In today’s industrial facilities, using reliability-centered maintenance as the primary approach to reduce maintenance costs and operational downtime is more commonplace. This approach may be hindered because most petrochemical facilities were built before this maintenance strategy became a priority. Even today, expansion projects planned to reduce costs often under-instrument equipment at the expense of losing the capability to effectively troubleshoot and predict issues. For rotating equipment, field instrumentation serves three purposes:
- Operators are often required to make decisions based on the parameters measured directly in the field.
- Maintenance and engineering professionals often use gauges to troubleshoot problematic equipment to determine the root cause of failure.
- Instrumentation can predict the causes of poor reliability before repeat equipment failures.

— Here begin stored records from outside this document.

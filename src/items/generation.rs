use super::names::generate_item_name;
use super::types::{EquipmentSlot, Item, Rarity, StatBonuses};
use crate::core::constants::*;
use crate::utils::random_uuid;
use rand::Rng;

/// Generates an item scaled to `level`. The slot is `forced_slot` if given,
/// otherwise uniform over the five slots.
pub fn generate_item(level: u32, forced_slot: Option<EquipmentSlot>, rng: &mut impl Rng) -> Item {
    let slot = forced_slot.unwrap_or_else(|| roll_random_slot(rng));
    let name = generate_item_name(slot, level, rng);
    let rarity = roll_rarity(rng.gen::<f64>());
    let points = stat_points(level, rarity);
    let stats = allocate_stats(slot, points, rng);
    let id = random_uuid(rng);

    Item::new(id, name, slot, rarity, stats)
}

pub fn roll_random_slot(rng: &mut impl Rng) -> EquipmentSlot {
    EquipmentSlot::ALL[rng.gen_range(0..EquipmentSlot::ALL.len())]
}

/// Maps a uniform roll in [0, 1) to a rarity tier. A roll must be strictly
/// above a threshold to reach that tier.
pub fn roll_rarity(roll: f64) -> Rarity {
    if roll > MYTHIC_THRESHOLD {
        Rarity::Mythic
    } else if roll > LEGENDARY_THRESHOLD {
        Rarity::Legendary
    } else if roll > EPIC_THRESHOLD {
        Rarity::Epic
    } else if roll > RARE_THRESHOLD {
        Rarity::Rare
    } else {
        Rarity::Common
    }
}

/// Level-scaled stat budget: `floor((level * 2 + 5) * multiplier)`.
pub fn stat_points(level: u32, rarity: Rarity) -> u32 {
    ((level as f64 * 2.0 + 5.0) * rarity.multiplier()).floor() as u32
}

/// Distributes `points` according to the slot. Hands and feet roll each stat
/// independently and may end up with no bonuses at all.
fn allocate_stats(slot: EquipmentSlot, points: u32, rng: &mut impl Rng) -> StatBonuses {
    let mut stats = StatBonuses::default();

    match slot {
        EquipmentSlot::Weapon => stats.atk = points,
        EquipmentSlot::Body => stats.def = points,
        EquipmentSlot::Head => {
            stats.hp = points * HEAD_HP_FACTOR;
            if rng.gen::<f64>() < HEAD_MP_CHANCE {
                stats.mp = points * HEAD_MP_FACTOR;
            }
        }
        EquipmentSlot::Hands | EquipmentSlot::Feet => {
            if rng.gen::<f64>() < ACCESSORY_SPD_CHANCE {
                stats.spd = points / 2;
            }
            if rng.gen::<f64>() < ACCESSORY_ATK_CHANCE {
                stats.atk = points / 3;
            }
            if rng.gen::<f64>() < ACCESSORY_DEF_CHANCE {
                stats.def = points / 3;
            }
            if rng.gen::<f64>() < ACCESSORY_MP_CHANCE {
                stats.mp = points * 2;
            }
        }
    }

    stats
}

This article discusses the critical issues/parameters that should be managed to maximize reliability, with recommendations to utilize local pressure instrumentation to aid in predictive maintenance and troubleshooting.
Pump Operating Point
Pumps are designed to achieve a specified design flow rate and differential head at which they should operate. Running within 10 to 15 percent of its best efficiency point (BEP) allows the equipment to minimize the vibrations associated with imbalanced internal forces. Note that the percentage off of BEP is measured in relation to the BEP flow rate. As shown in the pump curve in Figure 1, reliability suffers dramatically the farther a pump is operated from its BEP.
Figure 1. Sample pump curve
A pump curve works as a law for where the equipment can operate—if it is undamaged. The operating point of a properly performing pump can be predicted by using either the suction and discharge pressures or the flow rate. If damage to the equipment occurs, all three parameters must be known to accurately measure the performance of the pump. However, determining if any damage to the pump has occurred is difficult without measuring the aforementioned values. This makes the installation of flow meters and suction and discharge pressure gauges critical.
After the flow rate and differential pressure/head are known, plot the two on the graph. The plotted point is likely to be close to the pump curve. If so, how close to BEP the equipment operates can be determined immediately. If the point falls below the pump curve, it can be determined that the pump is not performing according to design and likely has some form of internal damage.
If a piece of equipment often operates to the left of its BEP, it may be considered oversized. Some solutions include trimming the impeller, slowing the pump if a VFD is installed or reducing downstream hydraulic restrictions.
A pump that habitually runs to the right of its BEP may be considered undersized. Possible solutions include increasing the impeller diameter, increasing the pump speed, throttling the discharge valve (if lower flow rates are acceptable) or replacing the pump with one designed to generate greater flow rates. Operating a pump near its BEP is one of the best ways to guarantee a high level of reliability.
Net Positive Suction Head
Net positive suction head (NPSH) is a measure of a fluid’s propensity to stay in a liquid state. At zero NPSH, the liquid is at its vapor pressure or boiling point. Centrifugal pumps have a net positive suction head required (NPSHr) curve that defines the suction head required to prevent the fluid from vaporizing while going through the low pressure point at the eye of the impeller.
Pressure instrumentation can aid in predictive maintenance and troubleshooting.
The net positive suction head available (NPSHa) must be greater than or equal to the NPSHr to prevent cavitation, a phenomenon in which vapor bubbles form at the impeller eye and then collapse violently, resulting in material removal and vibrations that can cause bearing and mechanical seal failure in a fraction of their typical operating life. The NPSHr value on the included pump curve increases exponentially in high-flow conditions.
A suction pressure gauge is the most practical and accurate way to measure NPSHa. Low NPSHa has many different causes. However, the most common are clogged suction piping, a partially closed suction valve and clogged suction strainers. Additionally, operating to the right of a pump’s BEP will increase the NPSHr for the equipment. Upstream restrictions can be identified by installing suction pressure gauges and adding them to operator rounds.
Many pumps utilize suction strainers to keep debris from entering and damaging the impeller and volute. The problem is that they clog with time. As they clog, the pressure drop across the strainers increases, which decreases the overall NPSH available to the pump. A second suction pressure gauge can be placed upstream to be compared with the pump’s suction gauge to determine if the strainer is clogged. If the two gauges do not read equal pressure, it will be obvious that there is a strainer blockage.